A Garmin segue o mesmo tom. A empresa afirmou ao Tecnoblog que as informações fornecidas pelos seus wearables “têm o objetivo de ser uma estimativa aproximada de sua atividade e métricas monitoradas, mas podem não ser precisamente precisos”. Eles também reforçaram que os dispositivos “não são dispositivos médicos e os dados fornecidos por eles não se destinam a ser utilizados para fins médicos e não se destinam a diagnosticar, tratar, curar ou prevenir qualquer doença”.
“Os recursos de monitoramento de saúde e bem-estar encontrados nos smartwatches Garmin podem apoiar os esforços para melhorar e manter sua saúde, mas não se destinam a substituir os cuidados médicos”, explicaram. A fabricante também disponibiliza uma página com informações sobre a precisão das métricas de seus dispositivos: garmin.com.
Mas isto não significa que os dados devem ser deixados de lado, muito menos descartados. De acordo com o Dr. Eduardo Saad, um estudo conhecido como Apple Heart Study, feito com pessoas monitoradas por um Apple Watch, mostrou que mesmo a versão antiga do relógio, sem eletrocardiograma, era capaz de ter uma boa acurácia no diagnóstico. Mas o coordenador do setor de arritmias e estimulação cardíaca dos hospitais Pró-Cardíaco e Samaritano de Botafogo faz uma ressalva.
“O relógio é muito bom. O algoritmo dele foi desenhado para não perder episódios de fibrilação”, disse. “O que eu estou querendo dizer é: quando ele fala que não tem nada, é excelente. Mas quando ele fala que tem arritmia, a revisão daquele eletro[cardiograma] por um médico é fundamental, porque tem outras alterações nos batimentos que causam irregularidade que às vezes ele classifica como fibrilação para não perder”.
O diretor da Bodytech segue na mesma linha.

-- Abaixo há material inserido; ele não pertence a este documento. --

//! Committed sketch elements and the append-only collection holding them.

use crate::markers::MarkerKind;
use floorsketch_core::{Color, Point};
use serde::{Deserialize, Serialize};
use std::fmt;
use uuid::Uuid;

/// Unique identifier of a committed element.
#[derive(Debug, Clone, Copy, PartialEq, Eq, Hash, Serialize, Deserialize)]
#[serde(transparent)]
pub struct ElementId(Uuid);

impl ElementId {
    pub fn new() -> Self {
        Self(Uuid::new_v4())
    }
}

impl Default for ElementId {
    fn default() -> Self {
        Self::new()
    }
}

impl fmt::Display for ElementId {
    fn fmt(&self, f: &mut fmt::Formatter<'_>) -> fmt::Result {
        self.0.fmt(f)
    }
}

/// Geometry and payload of an element, one variant per kind.
#[derive(Debug, Clone, PartialEq, Serialize, Deserialize)]
#[serde(tag = "type", rename_all = "lowercase")]
pub enum ElementKind {
    /// Opposite corners, in drag order.
    Rect { start: Point, end: Point },
    Line { start: Point, end: Point },
    /// Center and a point on the rim.
    Circle { center: Point, rim: Point },
    Freehand { points: Vec<Point> },
    /// `anchor` is the text baseline origin.
    Text { anchor: Point, text: String },
    Measurement { start: Point, end: Point, text: String },
    Marker {
        at: Point,
        #[serde(rename = "markerType")]
        marker_type: MarkerKind,
    },
}

impl ElementKind {
    /// Ordered point sequence; its meaning depends on the kind.
    pub fn points(&self) -> Vec<Point> {
        match self {
            Self::Rect { start, end }
            | Self::Line { start, end }
            | Self::Measurement { start, end, .. } => vec![*start, *end],
            Self::Circle { center, rim } => vec![*center, *rim],
            Self::Freehand { points } => points.clone(),
            Self::Text { anchor, .. } => vec![*anchor],
            Self::Marker { at, .. } => vec![*at],
        }
    }

    /// Label text for `text` and `measurement` elements.
    pub fn text(&self) -> Option<&str> {
        match self {
            Self::Text { text, .. } | Self::Measurement { text, .. } => Some(text),
            _ => None,
        }
    }

    pub fn marker_type(&self) -> Option<MarkerKind> {
        match self {
            Self::Marker { marker_type, .. } => Some(*marker_type),
            _ => None,
        }
    }

    pub fn name(&self) -> &'static str {
        match self {
            Self::Rect { .. } => "rect",
            Self::Line { .. } => "line",
            Self::Circle { .. } => "circle",
            Self::Freehand { .. } => "freehand",
            Self::Text { .. } => "text",
            Self::Measurement { .. } => "measurement",
            Self::Marker { .. } => "marker",
        }
    }
}

/// A finalized annotation. Fields are private so an element cannot change
/// after it has been committed.
#[derive(Debug, Clone, PartialEq, Serialize, Deserialize)]
pub struct DrawnElement {
    id: ElementId,
    color: Color,
    #[serde(flatten)]
    kind: ElementKind,
}

impl DrawnElement {
    pub fn new(kind: ElementKind, color: Color) -> Self {
        Self {
            id: ElementId::new(),
            color,
            kind,
        }
    }

    pub fn id(&self) -> ElementId {
        self.id
    }

    pub fn color(&self) -> Color {
        self.color
    }

    pub fn kind(&self) -> &ElementKind {
        &self.kind
    }

    pub fn points(&self) -> Vec<Point> {
        self.kind.points()
    }
}

/// Append-only list of committed elements in insertion order.
#[derive(Debug, Clone, Default)]
pub struct ElementCollection {
    elements: Vec<DrawnElement>,
}

impl ElementCollection {
    pub fn new() -> Self {
        Self::default()
    }

    pub fn push(&mut self, element: DrawnElement) {
        self.elements.push(element);
    }

    /// Removes and returns the most recently appended element.
    pub fn undo(&mut self) -> Option<DrawnElement> {
        self.elements.pop()
    }

    pub fn clear(&mut self) {
        self.elements.clear();
    }

    pub fn len(&self) -> usize {
        self.elements.len()
    }

    pub fn is_empty(&self) -> bool {
        self.elements.is_empty()
    }

    pub fn last(&self) -> Option<&DrawnElement> {
        self.elements.last()
    }

    pub fn iter(&self) -> std::slice::Iter<'_, DrawnElement> {
        self.elements.iter()
    }

    pub fn as_slice(&self) -> &[DrawnElement] {
        &self.elements
    }
}

impl<'a> IntoIterator for &'a ElementCollection {
    type Item = &'a DrawnElement;
    type IntoIter = std::slice::Iter<'a, DrawnElement>;

    fn into_iter(self) -> Self::IntoIter {
        self.elements.iter()
    }
}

Para Eduardo Netto, estas informações podem ser utilizadas como um sinal de alerta. “O objetivo não é diagnóstico”, disse Eduardo Netto. “Mas, talvez, se você está usando o oxímetro, e ver que a sua capacidade de absorver oxigênio está baixa, acho que é um sinal de alerta para você fazer um check-up ou procurar o seu médico”.